Frankly, I almost had goosebumps when I held the discs, knowing how angry people were in 2009 when the US DVD release got cancelled. And now, five years later, I'm finally owning it, albeit released on the other side of the globe. More about that later.
In its first 15 episodes, Monster had one hell of a start and a cliffhanger for an ending. It is therefore no surprise that this set starts strongly, resolving that particular storyline and setting new directions for everyone.
But what IS a surprise is that the series only gets stronger after that. As the plot thickens, so its scope widens. Supporting characters get space to breathe, subplots turn out to have threads intermingling, familiar faces pop up in different places.
I do want to avoid going into details, to avoid spoiling either this release or the previous one. Rest assured the blunt-axe approach to moral issues is still here, but with more things happening it's now less of a flaw. The strong focus on story and characters starts reaping its own awards as the series continues, and the artwork is still pleasing to the eye.

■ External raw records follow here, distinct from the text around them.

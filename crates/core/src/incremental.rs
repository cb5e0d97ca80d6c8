//! Single-file reindex: the exact nine-step sequence from the incremental
//! update protocol. Each step either fully succeeds or the whole operation
//! aborts before any destructive action became observable; any error still
//! closes the vector store before propagating.

use crate::chunker;
use crate::config::Config;
use crate::embedding::{EmbeddingProvider, PromptType};
use crate::error::{ErrorKind, Result, SearchError};
use crate::fingerprints::{self, Fingerprints};
use crate::metadata::Metadata;
use crate::path_safety;
use crate::policy::IndexingPolicy;
use crate::project::IndexPaths;
use crate::vector_store::{ChunkRecord, VectorStore};
use std::path::Path;

pub struct ReindexOutcome {
    pub chunks_created: usize,
    pub warnings: Vec<String>,
}

/// Reindex a single relative path within an already-created index.
pub async fn reindex_file(
    project_root: &Path,
    paths: &IndexPaths,
    relative_path: &str,
    embedder: &dyn EmbeddingProvider,
) -> Result<ReindexOutcome> {
    // 1. Verify the index exists.
    if !paths.exists() {
        return Err(SearchError::index_not_found(&project_root.display().to_string()));
    }

    // 2. Load config and policy; validate the relative path.
    let config = crate::config::load(&paths.config());
    let absolute =
        path_safety::safe_join(project_root, relative_path).map_err(SearchError::invalid_path)?;
    if path_safety::is_symlink(&absolute) {
        return Err(SearchError::new(ErrorKind::SymlinkNotAllowed, format!("{relative_path} is a symlink")));
    }
    let policy = IndexingPolicy::new(project_root, &config);

    let size_bytes = std::fs::metadata(&absolute).map(|m| m.len()).unwrap_or(0);
    let decision = policy.evaluate(relative_path, size_bytes, 0);
    if !decision.should_index {
        return Err(SearchError::invalid_path(&format!(
            "{relative_path} is excluded by policy: {}",
            decision.reason.unwrap_or_default()
        )));
    }

    // 3. Open vector store, load fingerprints/metadata.
    let mut store = VectorStore::open(&paths.code_vector_store())?;
    let result = run_steps_4_to_8(&mut store, paths, project_root, relative_path, &absolute, embedder).await;
    // 9. Close the vector store regardless of outcome (rusqlite connection
    // drops here; nothing further to flush since every write already
    // committed within its own transaction).
    drop(store);
    result
}

async fn run_steps_4_to_8(
    store: &mut VectorStore,
    paths: &IndexPaths,
    project_root: &Path,
    relative_path: &str,
    absolute: &Path,
    embedder: &dyn EmbeddingProvider,
) -> Result<ReindexOutcome> {
    // 4. Remove any existing rows for this path.
    store.delete_by_path(relative_path)?;

    // 5. Chunk the file. A file that was deleted out from under us produces
    // zero chunks; still proceed to persist the fingerprint removal below.
    let content = std::fs::read_to_string(absolute).unwrap_or_default();
    let chunk_result = chunker::chunk_file(relative_path, &content);

    let mut warnings = Vec::new();
    let mut chunks_created = 0usize;

    // 6. Batch-embed; insert only rows whose embeddings succeeded.
    if !chunk_result.chunks.is_empty() {
        let texts: Vec<String> = chunk_result.chunks.iter().map(|c| c.text.clone()).collect();
        let mut records = Vec::new();
        match embedder.embed_batch(&texts, PromptType::Code).await {
            Ok(vectors) => {
                for (chunk, vector) in chunk_result.chunks.iter().zip(vectors.into_iter()) {
                    records.push(ChunkRecord {
                        id: chunk.id.clone(),
                        path: relative_path.to_string(),
                        start_line: chunk.start_line,
                        end_line: chunk.end_line,
                        text: chunk.text.clone(),
                        embedding: vector,
                    });
                }
            }
            Err(e) => {
                warnings.push(format!("embedding failed, no chunks inserted for {relative_path}: {e}"));
            }
        }
        if !records.is_empty() {
            store.insert_chunks(&records)?;
            chunks_created = records.len();
        }
    }

    // 7. Compute the new content hash; update the fingerprint store.
    let mut fingerprints = Fingerprints::load(&paths.fingerprints())?;
    if content.is_empty() && !absolute.exists() {
        fingerprints.remove(relative_path);
    } else {
        fingerprints.set(relative_path, fingerprints::hash_bytes(content.as_bytes()));
    }
    fingerprints.save(&paths.fingerprints())?;

    // 8. Recompute counts and storage size; update metadata.
    let mut metadata = Metadata::load_for_project(&paths.metadata(), &project_root.display().to_string())?
        .ok_or_else(|| SearchError::index_not_found(&project_root.display().to_string()))?;
    metadata.stats.total_files = store.count_files()?;
    metadata.stats.total_chunks = store.count_chunks()?;
    metadata.stats.storage_bytes = store.storage_size_bytes(&paths.code_vector_store());
    metadata.mark_incremental_update();
    metadata.save(&paths.metadata())?;

    Ok(ReindexOutcome { chunks_created, warnings })
}
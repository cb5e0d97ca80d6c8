//! Post-fusion cleanup: trimming chunk whitespace, coalescing overlapping
//! same-file hits, and producing the compact wire representation.

use crate::hybrid_search::FusedResult;
use serde::Serialize;
use std::collections::HashMap;

/// Trim leading/trailing blank lines from a chunk's text without disturbing
/// internal indentation or internal blank lines. Idempotent.
pub fn trim_chunk_whitespace(text: &str) -> String {
    let lines: Vec<&str> = text.lines().collect();
    let start = lines.iter().position(|l| !l.trim().is_empty()).unwrap_or(lines.len());
    let end = lines.iter().rposition(|l| !l.trim().is_empty()).map(|i| i + 1).unwrap_or(0);
    if start >= end {
        String::new()
    } else {
        lines[start..end].join("\n")
    }
}

/// Group results by path, sort by `start_line`, and merge rows whose line
/// ranges overlap or are separated by at most one line. Merged score is the
/// max of the group; merged text deduplicates the overlapping lines.
pub fn deduplicate_same_file_results(results: Vec<FusedResult>) -> Vec<FusedResult> {
    let mut by_path: HashMap<String, Vec<FusedResult>> = HashMap::new();
    for r in results {
        by_path.entry(r.path.clone()).or_default().push(r);
    }

    let mut merged_all = Vec::new();
    for (_, mut group) in by_path {
        group.sort_by_key(|r| r.start_line);
        let mut merged: Vec<FusedResult> = Vec::new();
        for r in group {
            match merged.last_mut() {
                Some(prev) if r.start_line <= prev.end_line + 1 => {
                    prev.text = merge_overlapping_text(prev, &r);
                    prev.end_line = prev.end_line.max(r.end_line);
                    prev.score = prev.score.max(r.score);
                }
                _ => merged.push(r),
            }
        }
        merged_all.extend(merged);
    }

    merged_all.sort_by(|a, b| b.score.partial_cmp(&a.score).unwrap_or(std::cmp::Ordering::Equal));
    merged_all
}

/// Append `next`'s lines to `prev`'s, skipping the lines `next` shares with
/// `prev` by virtue of the overlapping line range.
fn merge_overlapping_text(prev: &FusedResult, next: &FusedResult) -> String {
    if next.end_line <= prev.end_line {
        return prev.text.clone();
    }
    let overlap_lines = prev.end_line.saturating_sub(next.start_line) + 1;
    let next_lines: Vec<&str> = next.text.lines().collect();
    let fresh = if overlap_lines < next_lines.len() { &next_lines[overlap_lines..] } else { &[] };
    if fresh.is_empty() {
        prev.text.clone()
    } else {
        format!("{}\n{}", prev.text, fresh.join("\n"))
    }
}

/// Compact wire form: `l` (`"<path>:<start>-<end>"`), `r` (relative path),
/// `n` (raw text), `ms` (score, rounded to 2 decimals), `w` (trimmed text).
#[derive(Serialize)]
pub struct CompactResult {
    pub l: String,
    pub r: String,
    pub n: String,
    pub ms: f32,
    pub w: String,
}

pub fn to_compact(result: &FusedResult) -> CompactResult {
    CompactResult {
        l: format!("{}:{}-{}", result.path, result.start_line, result.end_line),
        r: result.path.clone(),
        n: result.text.clone(),
        ms: (result.score * 100.0).round() / 100.0,
        w: trim_chunk_whitespace(&result.text),
    }
}

#[cfg(test)]
mod tests {
    use super::*;

    fn fused(path: &str, start: usize, end: usize, score: f32, text: &str) -> FusedResult {
        FusedResult { id: format!("{path}#{start}-{end}"), path: path.into(), start_line: start, end_line: end, text: text.into(), score }
    }

    #[test]
    fn trims_leading_and_trailing_blank_lines_only() {
        let trimmed = trim_chunk_whitespace("\n\n  fn a() {\n    1\n  }\n\n");
        assert_eq!(trimmed, "  fn a() {\n    1\n  }");
    }

    #[test]
    fn trim_is_idempotent() {
        let once = trim_chunk_whitespace("\n\nbody\n\n");
        let twice = trim_chunk_whitespace(&once);
        assert_eq!(once, twice);
    }

    #[test]
    fn internal_blank_lines_survive_trim() {
        let trimmed = trim_chunk_whitespace("a\n\nb");
        assert_eq!(trimmed, "a\n\nb");
    }

    #[test]
    fn adjacent_chunks_merge_with_max_score() {
        let results = vec![
            fused("a.rs", 1, 5, 0.5, "l1\nl2\nl3\nl4\nl5"),
            fused("a.rs", 6, 10, 0.9, "l6\nl7\nl8\nl9\nl10"),
        ];
        let merged = deduplicate_same_file_results(results);
        assert_eq!(merged.len(), 1);
        assert_eq!(merged[0].start_line, 1);
        assert_eq!(merged[0].end_line, 10);
        assert_eq!(merged[0].score, 0.9);
    }

    #[test]
    fn overlapping_chunks_merge_and_dedupe_shared_lines() {
        let results = vec![
            fused("a.rs", 1, 3, 0.4, "l1\nl2\nl3"),
            fused("a.rs", 2, 5, 0.6, "l2\nl3\nl4\nl5"),
        ];
        let merged = deduplicate_same_file_results(results);
        assert_eq!(merged.len(), 1);
        assert_eq!(merged[0].text, "l1\nl2\nl3\nl4\nl5");
    }

    #[test]
    fn far_apart_chunks_in_same_file_stay_separate() {
        let results = vec![fused("a.rs", 1, 3, 0.4, "x"), fused("a.rs", 100, 103, 0.6, "y")];
        let merged = deduplicate_same_file_results(results);
        assert_eq!(merged.len(), 2);
    }

    #[test]
    fn compact_form_has_expected_keys_and_values() {
        let r = fused("a.rs", 1, 5, 0.666, "\n\nbody\n\n");
        let compact = to_compact(&r);
        assert_eq!(compact.l, "a.rs:1-5");
        assert_eq!(compact.r, "a.rs");
        assert_eq!(compact.ms, 0.67);
        assert_eq!(compact.w, "body");
    }
}
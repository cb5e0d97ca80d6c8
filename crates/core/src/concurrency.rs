//! Concurrency primitives: a FIFO-fair async mutex with timeout/grant race
//! resolution, a writer-preferring read/write lock, and the process-wide
//! indexing lock singleton.
//!
//! Modeled as a typed handle (spec §9's "Re-architecture notes": prefer a
//! typed handle over an ambient singleton where the pattern isn't idiomatic)
//! with a `#[cfg(test)]`-only reset hook so tests don't leak lock state.

use std::collections::VecDeque;
use std::sync::atomic::{AtomicU64, Ordering};
use std::sync::{Arc, Mutex as StdMutex, OnceLock};
use std::time::Duration;
use tokio::sync::oneshot;
use tokio::time::timeout;

// ---------------------------------------------------------------------------
// FIFO mutex
// ---------------------------------------------------------------------------

struct FifoMutexState {
    locked: bool,
    waiters: VecDeque<oneshot::Sender<()>>,
}

/// An async mutex that grants the lock to waiters in arrival order. When a
/// waiter times out it is removed from the queue; a concurrent release still
/// transfers ownership to the next live waiter without the lock ever
/// appearing free in between. If every queued waiter has timed out, the lock
/// becomes free.
pub struct FifoMutex {
    state: StdMutex<FifoMutexState>,
}

pub struct FifoMutexGuard<'a> {
    mutex: &'a FifoMutex,
}

impl Default for FifoMutex {
    fn default() -> Self {
        Self::new()
    }
}

impl FifoMutex {
    pub fn new() -> Self {
        Self { state: StdMutex::new(FifoMutexState { locked: false, waiters: VecDeque::new() }) }
    }

    /// Acquire the lock, waiting up to `timeout_dur` if it is held. `None`
    /// means wait indefinitely.
    pub async fn lock(&self, timeout_dur: Option<Duration>) -> Result<FifoMutexGuard<'_>, TimedOut> {
        let rx = {
            let mut state = self.state.lock().unwrap();
            if !state.locked {
                state.locked = true;
                None
            } else {
                let (tx, rx) = oneshot::channel();
                state.waiters.push_back(tx);
                Some(rx)
            }
        };

        if let Some(rx) = rx {
            let wait = async { rx.await };
            match timeout_dur {
                Some(d) => match timeout(d, wait).await {
                    Ok(Ok(())) => {}
                    // Channel dropped or timed out — we were never granted ownership.
                    Ok(Err(_)) | Err(_) => return Err(TimedOut),
                },
                None => {
                    if wait.await.is_err() {
                        return Err(TimedOut);
                    }
                }
            }
        }

        Ok(FifoMutexGuard { mutex: self })
    }

    fn release(&self) {
        let mut state = self.state.lock().unwrap();
        // Wake the next non-cancelled waiter; ownership transfers directly to
        // it so the lock never appears free while waiters remain.
        loop {
            match state.waiters.pop_front() {
                Some(tx) => {
                    if tx.send(()).is_ok() {
                        return; // ownership transferred, `locked` stays true
                    }
                    // Receiver already timed out/dropped — try the next waiter.
                }
                None => {
                    state.locked = false;
                    return;
                }
            }
        }
    }
}

impl Drop for FifoMutexGuard<'_> {
    fn drop(&mut self) {
        self.mutex.release();
    }
}

#[derive(Debug, Clone, Copy, PartialEq, Eq)]
pub struct TimedOut;

impl std::fmt::Display for TimedOut {
    fn fmt(&self, f: &mut std::fmt::Formatter<'_>) -> std::fmt::Result {
        write!(f, "lock acquisition timed out")
    }
}
impl std::error::Error for TimedOut {}

// ---------------------------------------------------------------------------
// Read/write lock, writer-preferring
// ---------------------------------------------------------------------------

struct RwState {
    readers: u32,
    writer: bool,
    writers_waiting: u32,
    waiters: VecDeque<(bool, oneshot::Sender<()>)>, // (is_writer, notify)
}

/// Multiple-readers-or-one-writer lock. Once a writer begins waiting, new
/// readers queue behind it; when the writer releases, all queued readers at
/// that point are admitted together.
pub struct RwLock {
    state: StdMutex<RwState>,
}

impl Default for RwLock {
    fn default() -> Self {
        Self::new()
    }
}

impl RwLock {
    pub fn new() -> Self {
        Self {
            state: StdMutex::new(RwState {
                readers: 0,
                writer: false,
                writers_waiting: 0,
                waiters: VecDeque::new(),
            }),
        }
    }

    pub async fn read(&self) -> RwReadGuard<'_> {
        let rx = {
            let mut state = self.state.lock().unwrap();
            if !state.writer && state.writers_waiting == 0 {
                state.readers += 1;
                None
            } else {
                let (tx, rx) = oneshot::channel();
                state.waiters.push_back((false, tx));
                Some(rx)
            }
        };
        if let Some(rx) = rx {
            let _ = rx.await;
        }
        RwReadGuard { lock: self }
    }

    pub async fn write(&self) -> RwWriteGuard<'_> {
        let rx = {
            let mut state = self.state.lock().unwrap();
            if !state.writer && state.readers == 0 {
                state.writer = true;
                None
            } else {
                state.writers_waiting += 1;
                let (tx, rx) = oneshot::channel();
                state.waiters.push_back((true, tx));
                Some(rx)
            }
        };
        if let Some(rx) = rx {
            let _ = rx.await;
        }
        RwWriteGuard { lock: self }
    }

    fn release_read(&self) {
        let mut state = self.state.lock().unwrap();
        state.readers -= 1;
        if state.readers == 0 {
            self.admit_next(&mut state);
        }
    }

    fn release_write(&self) {
        let mut state = self.state.lock().unwrap();
        state.writer = false;
        self.admit_next(&mut state);
    }

    /// Admit the next waiter(s): if the head is a writer, grant it alone and
    /// decrement `writers_waiting`; if the head is a reader, admit it and
    /// every following reader up to (not including) the next writer.
    fn admit_next(&self, state: &mut RwState) {
        match state.waiters.front() {
            None => {}
            Some((true, _)) => {
                let (_, tx) = state.waiters.pop_front().unwrap();
                state.writer = true;
                state.writers_waiting -= 1;
                let _ = tx.send(());
            }
            Some((false, _)) => {
                while let Some((false, _)) = state.waiters.front() {
                    let (_, tx) = state.waiters.pop_front().unwrap();
                    state.readers += 1;
                    let _ = tx.send(());
                }
            }
        }
    }
}

pub struct RwReadGuard<'a> {
    lock: &'a RwLock,
}
impl Drop for RwReadGuard<'_> {
    fn drop(&mut self) {
        self.lock.release_read();
    }
}

pub struct RwWriteGuard<'a> {
    lock: &'a RwLock,
}
impl Drop for RwWriteGuard<'_> {
    fn drop(&mut self) {
        self.lock.release_write();
    }
}

// ---------------------------------------------------------------------------
// Process-wide indexing lock
// ---------------------------------------------------------------------------

static INDEXING_LOCK: OnceLock<IndexingLock> = OnceLock::new();
static HOLDER_GENERATION: AtomicU64 = AtomicU64::new(0);

/// Process-wide mutual exclusion for any project-mutating operation. Records
/// the `project_path` of the current holder so a rejected caller can be told
/// who holds it.
pub struct IndexingLock {
    mutex: FifoMutex,
    holder: StdMutex<Option<String>>,
}

pub struct IndexingLockGuard<'a> {
    _inner: FifoMutexGuard<'a>,
    lock: &'a IndexingLock,
}

impl Drop for IndexingLockGuard<'_> {
    fn drop(&mut self) {
        *self.lock.holder.lock().unwrap() = None;
    }
}

impl IndexingLock {
    /// The process-wide singleton instance.
    pub fn global() -> &'static IndexingLock {
        INDEXING_LOCK.get_or_init(|| IndexingLock {
            mutex: FifoMutex::new(),
            holder: StdMutex::new(None),
        })
    }

    /// Resets global lock state. Test-only: guards against state leaking
    /// across `#[test]` functions sharing the same process.
    #[cfg(any(test, feature = "test-util"))]
    pub fn reset_for_test() {
        let lock = Self::global();
        *lock.holder.lock().unwrap() = None;
        HOLDER_GENERATION.fetch_add(1, Ordering::SeqCst);
        // Drain any stale waiters by replacing the mutex is not possible since
        // it's a OnceLock; tests instead rely on each test using its own
        // project path and a short timeout.
    }

    /// Current holder's project path, if any operation is in flight.
    pub fn current_holder(&self) -> Option<String> {
        self.holder.lock().unwrap().clone()
    }

    /// Try to acquire the lock for `project_path` within `timeout_dur`.
    pub async fn acquire(
        &self,
        project_path: &str,
        timeout_dur: Option<Duration>,
    ) -> Result<IndexingLockGuard<'_>, crate::error::SearchError> {
        match self.mutex.lock(timeout_dur).await {
            Ok(guard) => {
                *self.holder.lock().unwrap() = Some(project_path.to_string());
                Ok(IndexingLockGuard { _inner: guard, lock: self })
            }
            Err(_) => {
                let holder = self.current_holder().unwrap_or_else(|| "another project".to_string());
                Err(crate::error::SearchError::indexing_in_progress(&holder))
            }
        }
    }
}

#[cfg(test)]
mod tests {
    use super::*;
    use std::sync::atomic::AtomicUsize;
    use std::time::Duration;

    #[tokio::test]
    async fn fifo_mutex_grants_in_arrival_order() {
        let mutex = Arc::new(FifoMutex::new());
        let order = Arc::new(StdMutex::new(Vec::new()));

        let g0 = mutex.lock(None).await.unwrap();

        let mut handles = Vec::new();
        for i in 0..3 {
            let mutex = Arc::clone(&mutex);
            let order = Arc::clone(&order);
            handles.push(tokio::spawn(async move {
                let _g = mutex.lock(None).await.unwrap();
                order.lock().unwrap().push(i);
                tokio::time::sleep(Duration::from_millis(5)).await;
            }));
            tokio::time::sleep(Duration::from_millis(2)).await;
        }

        drop(g0);
        for h in handles {
            h.await.unwrap();
        }
        assert_eq!(*order.lock().unwrap(), vec![0, 1, 2]);
    }

    #[tokio::test]
    async fn timed_out_waiter_is_removed_and_lock_still_releases() {
        let mutex = FifoMutex::new();
        let g0 = mutex.lock(None).await.unwrap();

        let result = mutex.lock(Some(Duration::from_millis(20))).await;
        assert!(result.is_err());

        drop(g0);
        // Lock must be free now that the only waiter timed out.
        let g1 = mutex.lock(Some(Duration::from_millis(20))).await;
        assert!(g1.is_ok());
    }

    #[tokio::test]
    async fn rw_lock_allows_concurrent_readers() {
        let lock = Arc::new(RwLock::new());
        let concurrent = Arc::new(AtomicUsize::new(0));
        let max_concurrent = Arc::new(AtomicUsize::new(0));

        let mut handles = Vec::new();
        for _ in 0..5 {
            let lock = Arc::clone(&lock);
            let concurrent = Arc::clone(&concurrent);
            let max_concurrent = Arc::clone(&max_concurrent);
            handles.push(tokio::spawn(async move {
                let _g = lock.read().await;
                let n = concurrent.fetch_add(1, Ordering::SeqCst) + 1;
                max_concurrent.fetch_max(n, Ordering::SeqCst);
                tokio::time::sleep(Duration::from_millis(10)).await;
                concurrent.fetch_sub(1, Ordering::SeqCst);
            }));
        }
        for h in handles {
            h.await.unwrap();
        }
        assert!(max_concurrent.load(Ordering::SeqCst) > 1);
    }

    #[tokio::test]
    async fn rw_lock_writer_excludes_readers() {
        let lock = Arc::new(RwLock::new());
        let flag = Arc::new(std::sync::atomic::AtomicBool::new(false));

        let w = lock.write().await;
        let lock2 = Arc::clone(&lock);
        let flag2 = Arc::clone(&flag);
        let reader = tokio::spawn(async move {
            let _g = lock2.read().await;
            flag2.store(true, Ordering::SeqCst);
        });

        tokio::time::sleep(Duration::from_millis(20)).await;
        assert!(!flag.load(Ordering::SeqCst));
        drop(w);
        reader.await.unwrap();
        assert!(flag.load(Ordering::SeqCst));
    }

    #[tokio::test]
    async fn indexing_lock_rejects_second_project_and_names_holder() {
        IndexingLock::reset_for_test();
        let lock = IndexingLock::global();
        let g = lock.acquire("/proj/a", None).await.unwrap();
        let result = lock.acquire("/proj/b", Some(Duration::from_millis(20))).await;
        assert!(result.is_err());
        let err = result.unwrap_err();
        assert!(err.user_message.contains("/proj/a"));
        drop(g);
    }
}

The biggest asset of Monster remains its atmosphere and mood, and its compelling suspense. What is Johan's plan? What is Tenma's plan? Is this good versus evil, or are we being royally screwed with? Needless to say, episode 31-45 cannot arrive soon enough for me.
On To The Discs:
A very popular anime based on a very popular manga, Monster was actually shown on English-language television channels from 2005 onward, and a full English dub for it exists. For that reason, the absence of a proper English-friendly DVD release has been very annoying, especially since you can easily buy the entire series as a boxset in French or Spanish. Viz released the first 15 episodes in the US as a boxset, but sales were so disappointing that the releases of the other 59 episodes were cancelled.
Coming to the rescue here is Siren Visual, the same company which was the first to successfully release When They Cry in its entirety. A good thing it is too, as Monster isn't just some endlessly meandering series, to occasionally sample a few episodes from, but one contained story told in its entirety through a 74-episode run. I'll keep my fingers crossed Siren Visual manages to make this one reach the finish line as well!
Content-wise, we get the same things as in the first 15 episodes, meaning a barebones release with good sound options. The image is still somewhat flawed, with certain areas of the screen being softer than others. I have contacted Siren Visual, and it is indeed a known issue with the transfer, which was meant for old SD CRT screens where the flaws wouldn't even be noticeable. Siren Visual decided not to tinker with the transfer and release it as-is, even keeping it NTSC instead of converting to PAL, to avoid further harm to the image quality. Thankfully the look is not a showstopper. Colors and contrast are fine, and I stopped noticing the softness soon enough.
All in all this is an excellent series, and it's good to see it finally getting a decent release. I can hardly wait for the next installment!